Indeed, the fibers are excellent “diet pills” because they satisfy our hunger for longer with less food. So if you want to lose weight, you need to increase fiber intake. However, in Quebec, consumes about 10 grams of fiber per day, while nutritionists recommend eating at least 30 grams!
So if you think you do not consume sufficient quantities, increase the fiber intake for health, but go easy. The body must adapt to the fibers. A drastic increase fiber in your menu can cause cramping and discomfort that may discourage you. Remember that most dietary fiber needs water to be effective. You must drink at least two liters of water per day to maximize the positive effect of fiber
Fibers are Polysaccharides

Dietary fiber be fulfilling the role of the structural part of plants and therefore are in all foods from plant products such as vegetables, fruits, cereals and legumes. Most fibers are considered, chemically as polysaccharides, but not all fibers are polysaccharides (eg starch is a vegetable fiber). The fibers are described as non-starch polysaccharides (non-starch polysaccharides). Some constituents of the fibers are cellulose, Hemicellulose, Pectins, Gums and Mucilages. The fibers may also include some non-polysaccharide compounds such as lignin (are polymers of several dozen phenol alcohol molecules with strong internal organic make them impervious to digestive enzymes), the Cutin and tannins. As has been investigating the fiber incorporated other chemicals to the list.
Fiber in Vegetable
Large molecules that make contractions more effective to increase the disposal.
The fiber contained in vegetables are not digested in the intestine and have no nutritional value. They absorb water, Thus Increasing the volume of the meal and the feeling of satiety. It promotes the activity of the bacterial flora.
Fiber helps reduce cholesterol and blood, due to proper elimination, reduce the risk of gallstone formation.
What do we Know About Fiber ?
Large molecules that make contractions more effective to increase the disposal. The fiber contained in vegetables are not digested in the intestine and have no nutritional value. They absorb water, thus increasing the volume of the meal and the feeling of satiety. It promotes the activity of the bacterial flora. Fiber helps reduce cholesterol and blood, due to proper elimination, reduce the risk of gallstone formation.

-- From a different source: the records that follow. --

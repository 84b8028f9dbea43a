pub mod batch_file;
pub mod in_memory_store;
pub mod rest_store;

pub use batch_file::*;
pub use in_memory_store::*;
pub use rest_store::*;
use std::collections::HashMap;

use chrono::Local;

use crate::{AppError, AppState};
use backend_domain::ports::tables;
use backend_domain::{
    order_by_side, render_match_csv, CsvRow, DashboardSummary, EventCounts, LeagueTotals, MatchId,
    MatchParticipant, MatchRecord, RecentMatch,
};

const RECENT_LIMIT: usize = 5;

pub async fn dashboard(state: &AppState) -> Result<DashboardSummary, AppError> {
    let mut matches = state.repo.matches().await?;
    let totals = LeagueTotals {
        battles: matches.len() as u64,
        players: state.repo.count(tables::PLAYERS).await?,
        beyblades: state.repo.count(tables::BEYBLADES).await?,
    };

    matches.sort_by(|a, b| b.played_at.cmp(&a.played_at));
    matches.truncate(RECENT_LIMIT);
    let ids = matches
        .iter()
        .map(|record| record.id.clone())
        .collect::<Vec<_>>();
    let lookups = Lookups::load(state).await?;
    let by_match = group_participants(state.repo.participants(Some(ids.as_slice())).await?);

    let recent = matches
        .iter()
        .filter_map(|record| {
            let pair = by_match.get(&record.id)?;
            let [first, second] = [pair.first()?, pair.get(1)?];
            let winner = if !first.is_winner && second.is_winner { 2 } else { 1 };
            Some(RecentMatch {
                match_id: record.id.clone(),
                played_at: record.played_at,
                player1: lookups.player(first),
                player1_bey: lookups.beyblade(first),
                player2: lookups.player(second),
                player2_bey: lookups.beyblade(second),
                winner,
            })
        })
        .collect();

    Ok(DashboardSummary { totals, recent })
}

/// Every stored match with two participants, as a batch file.
pub async fn export_matches(state: &AppState) -> Result<String, AppError> {
    let mut matches = state.repo.matches().await?;
    matches.sort_by(|a, b| a.played_at.cmp(&b.played_at));
    let lookups = Lookups::load(state).await?;
    let by_match = group_participants(state.repo.participants(None).await?);
    let mut events: HashMap<MatchId, EventCounts> = HashMap::new();
    for event in state.repo.events(None).await? {
        events
            .entry(event.match_id)
            .or_default()
            .add(event.event_type, event.count);
    }

    let rows = matches
        .iter()
        .filter_map(|record| {
            let pair = by_match.get(&record.id)?;
            let (first, second) = (pair.first()?, pair.get(1)?);
            Some(export_row(record, first, second, &lookups, events.get(&record.id)))
        })
        .collect::<Vec<_>>();
    render_match_csv(&rows).map_err(AppError::Internal)
}

/// Render caller-supplied rows without touching the store.
pub fn render_rows(rows: &[CsvRow]) -> Result<String, AppError> {
    render_match_csv(rows).map_err(AppError::Internal)
}

fn export_row(
    record: &MatchRecord,
    first: &MatchParticipant,
    second: &MatchParticipant,
    lookups: &Lookups,
    events: Option<&EventCounts>,
) -> CsvRow {
    let events = events.copied().unwrap_or_default();
    let winner = if second.player_id == record.winner_player_id {
        lookups.player(second)
    } else {
        lookups.player(first)
    };
    CsvRow {
        row_number: 0,
        match_id: record
            .external_id
            .clone()
            .unwrap_or_else(|| record.id.to_string()),
        player1: lookups.player(first),
        player1_bey: lookups.beyblade(first),
        player1_score: first.score.to_string(),
        player2: lookups.player(second),
        player2_bey: lookups.beyblade(second),
        player2_score: second.score.to_string(),
        winner,
        winner_side: None,
        date: record
            .played_at
            .with_timezone(&Local)
            .format("%-m/%-d/%Y")
            .to_string(),
        bursts: events.burst.to_string(),
        knockouts: events.knockout.to_string(),
        extreme_knockouts: events.extreme_knockout.to_string(),
        spin_finishes: events.spin_finish.to_string(),
    }
}

fn group_participants(
    participants: Vec<MatchParticipant>,
) -> HashMap<MatchId, Vec<MatchParticipant>> {
    let mut grouped: HashMap<MatchId, Vec<MatchParticipant>> = HashMap::new();
    for participant in participants {
        grouped
            .entry(participant.match_id.clone())
            .or_default()
            .push(participant);
    }
    for pair in grouped.values_mut() {
        order_by_side(pair);
    }
    grouped
}

struct Lookups {
    players: HashMap<String, String>,
    beyblades: HashMap<String, String>,
}

impl Lookups {
    async fn load(state: &AppState) -> Result<Self, AppError> {
        let players = state
            .repo
            .players()
            .await?
            .into_iter()
            .map(|player| (player.id.to_string(), player.display_name))
            .collect();
        let beyblades = state
            .repo
            .beyblades()
            .await?
            .into_iter()
            .map(|bey| (bey.id.to_string(), bey.name))
            .collect();
        Ok(Self { players, beyblades })
    }

    fn player(&self, participant: &MatchParticipant) -> String {
        self.players
            .get(participant.player_id.as_str())
            .cloned()
            .unwrap_or_else(|| "Unknown Player".to_string())
    }

    fn beyblade(&self, participant: &MatchParticipant) -> String {
        self.beyblades
            .get(participant.beyblade_id.as_str())
            .cloned()
            .unwrap_or_else(|| "Unknown Bey".to_string())
    }
}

Our food often lacks fiber, we need 10 to 25 grams per day.
Fiber and Constipation
Constipation is one of the discomforts such as nausea and vomiting, usually appear in one or more periods of pregnancy. Constipation is a disorder that affects many women during different stages of life, especially during pregnancy. Getting a good bowel function is to feel better in many respects.
To increase the intestinal transit is necessary to increase consumption of dietary fiber. The fibers are not only found in cereals, but also in other foods such as fruits and vegetables. Containing all nuts consumed fruits, leafy vegetables, legumes.
Besides being beneficial in bowel habits have other positive effects such as reducing blood sugar levels in diabetic patients and that of cholesterol, lowering total cholesterol. Furthermore, greatly increase the level of satiety.
To add your ingesión in practical it is advisable to replace white breads of different cereals for comprehensive and include in salads or cooked vegetables (such as lentils, chickpeas, beans of various kinds).
Increased consumption of fresh fruit whenever possible-shell-is easy to do because you do not need development and are today available to all.Being well fed is always beneficial and even more when another being is growing in our bodies and our consciousness depends on what you chose and what we discard.